Overall conference content across the two days was diverse, ranging from Diageo’s take on brand building in the 21st century and their continued pursuit of deeper levels of consumer engagement utilising three key areas of technology, entertainment and data to Cancer Research’s successful rebrand and how this has helped put the charity back into the hearts and minds of the British public.

The exhibition provided an invaluable insight into current hot topics affecting various aspects of the marketing industry and key areas for future development.

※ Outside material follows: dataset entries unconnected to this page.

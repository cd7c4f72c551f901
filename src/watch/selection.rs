//! Choosing which limited rewards to watch.
//!
//! Selection happens once at startup: by amount from the command line, by
//! default when only one limited reward exists, or from a numbered menu.

use crate::kickstarter::models::{to_cents, Reward, Snapshot};
use anyhow::{Context, Result};
use std::io::{BufRead, Write};
use thiserror::Error;
use tracing::{debug, info};

/// Description width in the menu.
const MENU_DESCRIPTION_WIDTH: usize = 70;

/// Description width when the only reward is picked automatically.
const AUTO_DESCRIPTION_WIDTH: usize = 74;

/// Why a line of menu input was rejected.
#[derive(Debug, Error, PartialEq, Eq)]
pub enum SelectionError {
    #[error("Not a number: {0}")]
    NotANumber(String),

    #[error("No reward numbered {index} (choose 1-{count})")]
    OutOfRange { index: usize, count: usize },
}

/// Parses a line of whitespace-separated, 1-based menu numbers.
///
/// Returns 0-based indices in input order with duplicates dropped. An empty
/// line is a valid empty selection.
pub fn parse_selection(input: &str, count: usize) -> Result<Vec<usize>, SelectionError> {
    let mut indices = Vec::new();

    for token in input.split_whitespace() {
        let index: usize =
            token.parse().map_err(|_| SelectionError::NotANumber(token.to_string()))?;

        if index == 0 || index > count {
            return Err(SelectionError::OutOfRange { index, count });
        }

        if !indices.contains(&(index - 1)) {
            indices.push(index - 1);
        }
    }

    Ok(indices)
}

/// Selects every reward whose amount matches one of `amounts` to the cent.
pub fn select_by_amounts(rewards: &[Reward], amounts: &[f64]) -> Vec<Reward> {
    let wanted: Vec<u64> = amounts.iter().map(|a| to_cents(*a)).collect();

    rewards.iter().filter(|r| wanted.contains(&r.cents())).cloned().collect()
}

/// Parses pledge amounts given on the command line.
pub fn parse_amounts(args: &[String]) -> Result<Vec<f64>> {
    args.iter()
        .map(|arg| {
            let amount = arg
                .trim_start_matches('$')
                .parse::<f64>()
                .with_context(|| format!("Invalid pledge amount: {}", arg))?;
            if !amount.is_finite() || amount < 0.0 {
                anyhow::bail!("Invalid pledge amount: {}", arg);
            }
            Ok(amount)
        })
        .collect()
}

/// Formats an amount the way the page does: no cents when they are zero.
pub fn format_amount(amount: f64) -> String {
    if amount.fract() == 0.0 {
        format!("${:.0}", amount)
    } else {
        format!("${:.2}", amount)
    }
}

/// Shows a numbered menu and reads selections until a valid line arrives.
///
/// Invalid lines re-prompt. End of input yields an empty selection.
pub fn prompt_selection<R: BufRead, W: Write>(
    rewards: &[Reward],
    mut input: R,
    mut output: W,
) -> Result<Vec<Reward>> {
    for (i, reward) in rewards.iter().enumerate() {
        writeln!(
            output,
            "{}. {} {}",
            i + 1,
            format_amount(reward.amount),
            reward.short_description(MENU_DESCRIPTION_WIDTH)
        )?;
    }

    loop {
        write!(output, "\nSelect pledge levels: ")?;
        output.flush()?;

        let mut line = String::new();
        if input.read_line(&mut line)? == 0 {
            debug!("End of input at selection prompt");
            return Ok(Vec::new());
        }

        match parse_selection(&line, rewards.len()) {
            Ok(indices) => return Ok(indices.into_iter().map(|i| rewards[i].clone()).collect()),
            Err(e) => debug!("Rejected selection {:?}: {}", line.trim(), e),
        }
    }
}

/// Builds the initial watch list from a snapshot.
pub fn initial_selection<R: BufRead, W: Write>(
    snapshot: &Snapshot,
    amounts: &[f64],
    input: R,
    mut output: W,
) -> Result<Vec<Reward>> {
    if !amounts.is_empty() {
        let selected = select_by_amounts(&snapshot.rewards, amounts);
        info!("{} rewards match the requested amounts", selected.len());
        return Ok(selected);
    }

    if let [only] = snapshot.rewards.as_slice() {
        writeln!(output, "Automatically selecting the only limited award available:")?;
        writeln!(
            output,
            "{} {}",
            format_amount(only.amount),
            only.short_description(AUTO_DESCRIPTION_WIDTH)
        )?;
        return Ok(vec![only.clone()]);
    }

    prompt_selection(&snapshot.rewards, input, output)
}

MEC opinion: While covering a vast array of different areas/topics, a number of key themes became apparent across the course of the exhibition:

  • Brand/marketing innovation and increased engagement are absolutely vital, enabling cut-through in the modern day saturated marketplace
  • Increased importance is placed on customer experience, with numerous companies putting customers at the heart of all marketing and many advocating the personalisation of marketing activity
  • The increased use of ‘big data’ (dispirit/unstructured data sources) to further analyse and understand the customer, combined with an emphasis on transparency, enabling stronger/more engaging communications with consumers

In light of the increasingly fragmented marketplace, more and more companies seem to be stepping away from a one size fits all approach, adopting a more personal, one-to-one engaging relationship, ultimately tailoring this to the individual needs of their consumers.